Once you reach the line that holds "let lines: Vec<&str>" in the listing below, output it and every line after it through the line that holds "bias = 1.0 − 0.25", word for word.

Start of Block

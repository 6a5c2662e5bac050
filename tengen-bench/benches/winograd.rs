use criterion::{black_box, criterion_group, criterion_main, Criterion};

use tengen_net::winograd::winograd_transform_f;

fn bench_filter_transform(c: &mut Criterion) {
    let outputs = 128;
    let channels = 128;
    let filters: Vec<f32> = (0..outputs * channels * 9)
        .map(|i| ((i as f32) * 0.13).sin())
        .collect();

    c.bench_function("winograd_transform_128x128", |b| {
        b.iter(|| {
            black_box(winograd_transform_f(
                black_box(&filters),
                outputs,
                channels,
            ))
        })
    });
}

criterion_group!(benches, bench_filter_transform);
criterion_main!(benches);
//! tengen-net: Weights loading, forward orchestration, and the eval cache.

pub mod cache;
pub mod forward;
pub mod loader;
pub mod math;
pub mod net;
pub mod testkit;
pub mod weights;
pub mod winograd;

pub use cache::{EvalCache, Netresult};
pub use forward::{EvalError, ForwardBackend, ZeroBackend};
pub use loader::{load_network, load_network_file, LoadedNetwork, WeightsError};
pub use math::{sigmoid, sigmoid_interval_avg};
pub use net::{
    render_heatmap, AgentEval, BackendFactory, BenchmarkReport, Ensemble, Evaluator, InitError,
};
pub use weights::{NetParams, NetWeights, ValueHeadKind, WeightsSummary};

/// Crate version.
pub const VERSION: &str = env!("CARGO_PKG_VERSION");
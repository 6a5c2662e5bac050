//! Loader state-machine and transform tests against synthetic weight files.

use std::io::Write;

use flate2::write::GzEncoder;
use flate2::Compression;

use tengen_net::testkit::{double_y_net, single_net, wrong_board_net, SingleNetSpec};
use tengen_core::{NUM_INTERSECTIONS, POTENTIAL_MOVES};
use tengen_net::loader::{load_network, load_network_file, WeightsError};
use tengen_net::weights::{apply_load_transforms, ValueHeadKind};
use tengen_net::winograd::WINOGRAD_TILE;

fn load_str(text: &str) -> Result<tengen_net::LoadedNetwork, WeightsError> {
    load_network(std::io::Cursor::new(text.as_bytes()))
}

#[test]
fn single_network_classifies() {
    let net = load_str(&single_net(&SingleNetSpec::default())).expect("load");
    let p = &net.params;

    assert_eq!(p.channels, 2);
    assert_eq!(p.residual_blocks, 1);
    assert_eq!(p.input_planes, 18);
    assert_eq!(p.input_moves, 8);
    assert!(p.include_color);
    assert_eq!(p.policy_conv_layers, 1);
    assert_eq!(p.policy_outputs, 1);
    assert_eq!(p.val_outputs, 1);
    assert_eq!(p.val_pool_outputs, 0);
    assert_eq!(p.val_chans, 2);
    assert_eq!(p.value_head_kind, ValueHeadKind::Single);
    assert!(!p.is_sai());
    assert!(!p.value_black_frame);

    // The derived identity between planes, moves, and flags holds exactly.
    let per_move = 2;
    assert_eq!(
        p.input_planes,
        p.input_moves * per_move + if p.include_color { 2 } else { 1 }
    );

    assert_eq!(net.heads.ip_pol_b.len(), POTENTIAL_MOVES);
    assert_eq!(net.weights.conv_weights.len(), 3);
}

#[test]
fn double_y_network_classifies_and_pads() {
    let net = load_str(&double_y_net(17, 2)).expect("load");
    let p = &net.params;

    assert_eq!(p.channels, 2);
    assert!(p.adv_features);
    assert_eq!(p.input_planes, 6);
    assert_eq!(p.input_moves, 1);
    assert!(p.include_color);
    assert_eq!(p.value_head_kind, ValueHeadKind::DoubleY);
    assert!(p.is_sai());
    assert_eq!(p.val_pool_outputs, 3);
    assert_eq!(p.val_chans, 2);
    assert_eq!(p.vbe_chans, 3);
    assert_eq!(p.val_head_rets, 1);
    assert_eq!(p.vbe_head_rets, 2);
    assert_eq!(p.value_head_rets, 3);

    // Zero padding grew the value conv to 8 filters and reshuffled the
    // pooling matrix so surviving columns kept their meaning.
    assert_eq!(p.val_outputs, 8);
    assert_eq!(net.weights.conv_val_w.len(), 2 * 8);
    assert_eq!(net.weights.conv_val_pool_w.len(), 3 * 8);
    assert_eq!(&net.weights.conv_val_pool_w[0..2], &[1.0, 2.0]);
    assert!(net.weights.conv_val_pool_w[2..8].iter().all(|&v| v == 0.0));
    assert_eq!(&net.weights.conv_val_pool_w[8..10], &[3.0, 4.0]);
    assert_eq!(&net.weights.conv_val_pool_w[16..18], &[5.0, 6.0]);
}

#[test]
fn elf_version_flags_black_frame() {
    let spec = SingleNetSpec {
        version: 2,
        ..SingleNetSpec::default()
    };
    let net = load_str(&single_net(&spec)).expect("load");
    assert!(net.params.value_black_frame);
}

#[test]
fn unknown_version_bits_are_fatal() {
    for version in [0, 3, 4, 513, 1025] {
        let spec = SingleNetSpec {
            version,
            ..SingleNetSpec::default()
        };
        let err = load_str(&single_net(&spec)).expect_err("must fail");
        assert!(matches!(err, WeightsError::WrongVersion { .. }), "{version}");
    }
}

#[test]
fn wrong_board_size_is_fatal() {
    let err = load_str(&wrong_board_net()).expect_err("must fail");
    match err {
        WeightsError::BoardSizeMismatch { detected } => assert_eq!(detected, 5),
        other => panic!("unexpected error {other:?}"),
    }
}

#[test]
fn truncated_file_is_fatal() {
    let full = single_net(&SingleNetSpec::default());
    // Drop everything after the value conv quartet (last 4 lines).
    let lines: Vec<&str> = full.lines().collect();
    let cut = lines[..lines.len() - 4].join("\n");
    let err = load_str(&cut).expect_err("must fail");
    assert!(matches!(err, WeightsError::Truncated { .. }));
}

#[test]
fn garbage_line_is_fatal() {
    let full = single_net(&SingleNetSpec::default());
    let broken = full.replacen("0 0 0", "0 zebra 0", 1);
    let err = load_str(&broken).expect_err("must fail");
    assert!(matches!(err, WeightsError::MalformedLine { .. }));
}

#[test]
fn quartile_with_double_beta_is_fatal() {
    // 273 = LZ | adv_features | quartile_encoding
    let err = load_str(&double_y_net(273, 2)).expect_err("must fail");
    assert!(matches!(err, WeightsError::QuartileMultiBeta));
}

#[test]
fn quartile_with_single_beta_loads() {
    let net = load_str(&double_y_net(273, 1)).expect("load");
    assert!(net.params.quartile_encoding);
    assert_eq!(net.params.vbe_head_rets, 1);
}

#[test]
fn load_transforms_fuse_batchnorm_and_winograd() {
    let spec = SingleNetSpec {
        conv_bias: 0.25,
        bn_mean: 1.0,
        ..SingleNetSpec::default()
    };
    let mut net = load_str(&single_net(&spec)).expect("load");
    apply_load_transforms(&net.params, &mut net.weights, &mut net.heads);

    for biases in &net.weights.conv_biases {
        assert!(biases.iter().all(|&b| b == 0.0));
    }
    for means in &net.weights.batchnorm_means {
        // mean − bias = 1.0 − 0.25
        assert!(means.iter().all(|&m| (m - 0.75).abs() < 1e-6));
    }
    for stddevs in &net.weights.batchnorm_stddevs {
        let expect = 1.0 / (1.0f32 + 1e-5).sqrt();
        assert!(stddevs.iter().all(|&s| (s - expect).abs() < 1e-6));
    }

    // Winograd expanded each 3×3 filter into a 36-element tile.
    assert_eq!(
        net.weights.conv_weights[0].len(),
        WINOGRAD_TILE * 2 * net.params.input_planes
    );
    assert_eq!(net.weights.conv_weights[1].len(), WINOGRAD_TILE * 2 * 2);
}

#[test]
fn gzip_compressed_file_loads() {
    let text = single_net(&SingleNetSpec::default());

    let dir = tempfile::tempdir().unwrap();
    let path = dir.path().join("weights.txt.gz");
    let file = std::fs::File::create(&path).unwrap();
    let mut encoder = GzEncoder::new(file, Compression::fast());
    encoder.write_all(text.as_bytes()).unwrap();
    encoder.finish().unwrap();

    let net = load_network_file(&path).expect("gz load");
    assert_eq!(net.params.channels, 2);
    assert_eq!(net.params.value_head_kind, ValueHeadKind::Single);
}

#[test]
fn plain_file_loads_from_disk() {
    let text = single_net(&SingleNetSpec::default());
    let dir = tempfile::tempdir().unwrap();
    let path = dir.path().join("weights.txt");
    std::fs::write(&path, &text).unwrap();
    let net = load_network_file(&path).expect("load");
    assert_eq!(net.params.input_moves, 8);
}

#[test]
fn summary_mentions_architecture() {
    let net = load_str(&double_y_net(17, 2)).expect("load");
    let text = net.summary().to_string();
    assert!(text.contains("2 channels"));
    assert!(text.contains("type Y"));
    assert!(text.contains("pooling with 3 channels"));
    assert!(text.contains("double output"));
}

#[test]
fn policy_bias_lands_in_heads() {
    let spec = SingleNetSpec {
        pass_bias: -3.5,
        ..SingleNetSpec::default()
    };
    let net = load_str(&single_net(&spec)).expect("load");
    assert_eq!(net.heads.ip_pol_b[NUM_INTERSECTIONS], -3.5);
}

End of Block

**Response**
    let lines: Vec<&str> = full.lines().collect();
    let cut = lines[..lines.len() - 4].join("\n");
    let err = load_str(&cut).expect_err("must fail");
    assert!(matches!(err, WeightsError::Truncated { .. }));
}

#[test]
fn garbage_line_is_fatal() {
    let full = single_net(&SingleNetSpec::default());
    let broken = full.replacen("0 0 0", "0 zebra 0", 1);
    let err = load_str(&broken).expect_err("must fail");
    assert!(matches!(err, WeightsError::MalformedLine { .. }));
}

#[test]
fn quartile_with_double_beta_is_fatal() {
    // 273 = LZ | adv_features | quartile_encoding
    let err = load_str(&double_y_net(273, 2)).expect_err("must fail");
    assert!(matches!(err, WeightsError::QuartileMultiBeta));
}

#[test]
fn quartile_with_single_beta_loads() {
    let net = load_str(&double_y_net(273, 1)).expect("load");
    assert!(net.params.quartile_encoding);
    assert_eq!(net.params.vbe_head_rets, 1);
}

#[test]
fn load_transforms_fuse_batchnorm_and_winograd() {
    let spec = SingleNetSpec {
        conv_bias: 0.25,
        bn_mean: 1.0,
        ..SingleNetSpec::default()
    };
    let mut net = load_str(&single_net(&spec)).expect("load");
    apply_load_transforms(&net.params, &mut net.weights, &mut net.heads);

    for biases in &net.weights.conv_biases {
        assert!(biases.iter().all(|&b| b == 0.0));
    }
    for means in &net.weights.batchnorm_means {
        // mean − bias = 1.0 − 0.25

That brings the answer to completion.